La expectación en Monte-Carlo era palpable el pasado 6 de junio de 2026, cuando los aficionados de la Fórmula 1 se reunieron para presenciar una de las clasificaciones más emocionantes del Gran Premio de Mónaco. La jornada comenzó con un Charles Leclerc que logró posicionarse en la pole provisional, provocando un estallido de euforia en la grada. Sin embargo, el protagonismo cambió rápidamente con la aparición de Max Verstappen, quien, con un rendimiento impresionante, acechaba la oportunidad de robar el protagonismo. Sin tiempo para saborear las emociones, Andrea Kimi Antonelli se convirtió en el centro de atención al plasmar una pole antológica con un tiempo de 1:12.051, colocándose en la mejor posición de cara a la carrera.
El ambiente en la pista no solo se centró en los líderes, sino que también hubo historias interesantes en la zona media. Carlos Sainz, perteneciente a una escudería que ha tenido un desempeño irregular, terminó en una notable 12ª posición. A pesar de los retos con su Williams, Sainz demostró un coraje excepcional. Después de enfrentarse a la incertidumbre durante la Q1, se lanzó a una vuelta arriesgada que le valió un pase a la Q2, aunque no logró repetirlo al máximo durante su segundo intento. La capacidad del español para extraer el máximo de su coche ha creado expectativas sobre su potencial en la carrera.
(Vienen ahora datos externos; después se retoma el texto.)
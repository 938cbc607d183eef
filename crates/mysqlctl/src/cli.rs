//! Command-line interface definitions for `mysqlctl`.

use clap::{Args, Parser, Subcommand};

/// Port assumed when `--port` is not given.
pub(crate) const DEFAULT_PORT: u16 = 3306;

/// Lifecycle controller for a local MySQL instance.
#[derive(Parser, Debug)]
#[command(name = "mysqlctl", version, disable_help_subcommand = true)]
pub(crate) struct Cli {
    #[command(subcommand)]
    pub(crate) command: CliCommand,
}

/// Identifies the instance a command acts on.
#[derive(Args, Debug, Clone, Copy, PartialEq, Eq)]
pub(crate) struct InstanceArgs {
    /// Server identifier; selects the `vt_<id>` instance root.
    #[arg(long, value_name = "ID")]
    pub(crate) server_id: u32,
    /// TCP port the engine listens on.
    #[arg(long, value_name = "PORT", default_value_t = DEFAULT_PORT)]
    pub(crate) port: u16,
}

#[derive(Subcommand, Debug, Clone, Copy, PartialEq, Eq)]
pub(crate) enum CliCommand {
    /// Builds a fresh instance and loads the baseline schema.
    Init {
        #[command(flatten)]
        instance: InstanceArgs,
    },
    /// Stops the engine and removes the instance's directories.
    Teardown {
        #[command(flatten)]
        instance: InstanceArgs,
        /// Remove directories even when the engine cannot be stopped.
        #[arg(long)]
        force: bool,
    },
    /// Tears the instance down and initialises it again.
    Reinit {
        #[command(flatten)]
        instance: InstanceArgs,
    },
    /// Launches the engine and waits for its socket.
    Start {
        #[command(flatten)]
        instance: InstanceArgs,
    },
    /// Asks the engine to stop.
    Shutdown {
        #[command(flatten)]
        instance: InstanceArgs,
        /// Return once the request is sent instead of waiting for the socket
        /// to disappear.
        #[arg(long)]
        no_wait: bool,
    },
    /// Reports whether the engine is running.
    Status {
        #[command(flatten)]
        instance: InstanceArgs,
    },
}

impl CliCommand {
    pub(crate) fn instance(&self) -> InstanceArgs {
        match self {
            Self::Init { instance }
            | Self::Teardown { instance, .. }
            | Self::Reinit { instance }
            | Self::Start { instance }
            | Self::Shutdown { instance, .. }
            | Self::Status { instance } => *instance,
        }
    }
}
use serde::{Deserialize, Serialize};
use strum::{Display, EnumString};

/// Supported logging output formats.
#[derive(
    Debug, Clone, Copy, Default, Deserialize, Serialize, PartialEq, Eq, EnumString, Display,
)]
#[serde(rename_all = "snake_case")]
#[strum(serialize_all = "snake_case", ascii_case_insensitive)]
pub enum LogFormat {
    /// Structured JSON suitable for ingestion by logging stacks.
    #[default]
    Json,
    /// Human-readable single line output.
    Compact,
}

/// Errors encountered while parsing a [`LogFormat`] from text.
pub type LogFormatParseError = strum::ParseError;
//! Error surface for process start, shutdown, and status probes.

use std::io;
use std::path::PathBuf;
use std::time::Duration;

use nix::errno::Errno;
use thiserror::Error;

/// Errors raised while driving the engine process.
#[derive(Debug, Error)]
pub enum ProcessError {
    /// The executable could not be spawned.
    #[error("failed to spawn '{command}': {source}")]
    Spawn {
        /// Executable name.
        command: String,
        #[source]
        source: io::Error,
    },
    /// Communicating with or waiting on a spawned tool failed.
    #[error("failed while running '{command}': {source}")]
    Wait {
        command: String,
        #[source]
        source: io::Error,
    },
    /// The tool ran but reported failure. `output` holds its combined
    /// stdout and stderr.
    #[error("{command}: {output}")]
    CommandFailed {
        command: String,
        status: Option<i32>,
        output: String,
    },
    /// The socket never appeared within the poll budget.
    #[error("{}: deadline exceeded waiting for {}", launcher.display(), socket.display())]
    StartTimeout {
        launcher: PathBuf,
        socket: PathBuf,
        waited: Duration,
    },
    /// The socket was still present when the poll budget ran out. The engine
    /// may still be flushing; this is not a confirmed failure to stop.
    #[error("gave up waiting for mysqld to stop: {} still present after {waited:?}", socket.display())]
    ShutdownTimeout { socket: PathBuf, waited: Duration },
    /// Inspecting a marker file failed for a reason other than absence.
    #[error("failed to inspect '{}': {source}", path.display())]
    Probe {
        path: PathBuf,
        #[source]
        source: io::Error,
    },
    #[error("failed to read pid file '{}': {source}", path.display())]
    ReadPid {
        path: PathBuf,
        #[source]
        source: io::Error,
    },
    #[error("failed to parse pid file '{}': {source}", path.display())]
    ParsePid {
        path: PathBuf,
        #[source]
        source: std::num::ParseIntError,
    },
    #[error("failed to check process {pid}: {source}")]
    CheckProcess {
        pid: u32,
        #[source]
        source: Errno,
    },
}

impl ProcessError {
    /// Returns true when the error is a poll deadline rather than a hard
    /// failure, so callers can decide to retry or force a teardown.
    pub fn is_timeout(&self) -> bool {
        matches!(
            self,
            Self::StartTimeout { .. } | Self::ShutdownTimeout { .. }
        )
    }
}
Por otro lado, Fernando Alonso partió en una complicada 20ª posición con su Aston Martin. Los problemas estructurales del vehículo, que incluyen dificultades en la frenada y un motor poco eficiente, se hicieron evidentes durante la clasificación. Aunque Alonso sigue siendo un piloto experimentado y sagaz, los inconvenientes del auto han limitado su capacidad de competir en la cima.
La clasificación también estuvo marcada por un accidente de Gabriel Bortoleto en la Nouvelle Chicane, un incidente que complicó aún más el panorama para los pilotos que peleaban por posiciones competitivas. A pesar de un día difícil, Alonso se vio superando a su compañero Lance Stroll, aunque esto no le ofreció muchas opciones en la carrera venidera.
La jornada no solo fue un triunfo para Antonelli, quien ha demostrado ser un piloto a seguir, sino que también fue un día de contrastes. Max Verstappen, aunque frustrado al no alcanzar la pole, dejó claro que era uno de los pilotos más rápidos en la pista. Con solo 43 milésimas de diferencia, se guardó reservas para la carrera, mostrando que las oportunidades de adelantamiento serían aún más cruciales en el circuito monagesco.
La parrilla de salida del Gran Premio de Mónaco quedó conformada con Antonelli en la pole, seguido de cerca por Verstappen y otros competidores clave. Las expectativas son altas para la carrera, no solo por el talento en la pista, sino por la atmósfera única que solo Monte-Carlo puede ofrecer. A medida que se acerca la hora de inicio (15:00 – hora local), los aficionados y los equipos se preparan para un evento que promete ser memorable.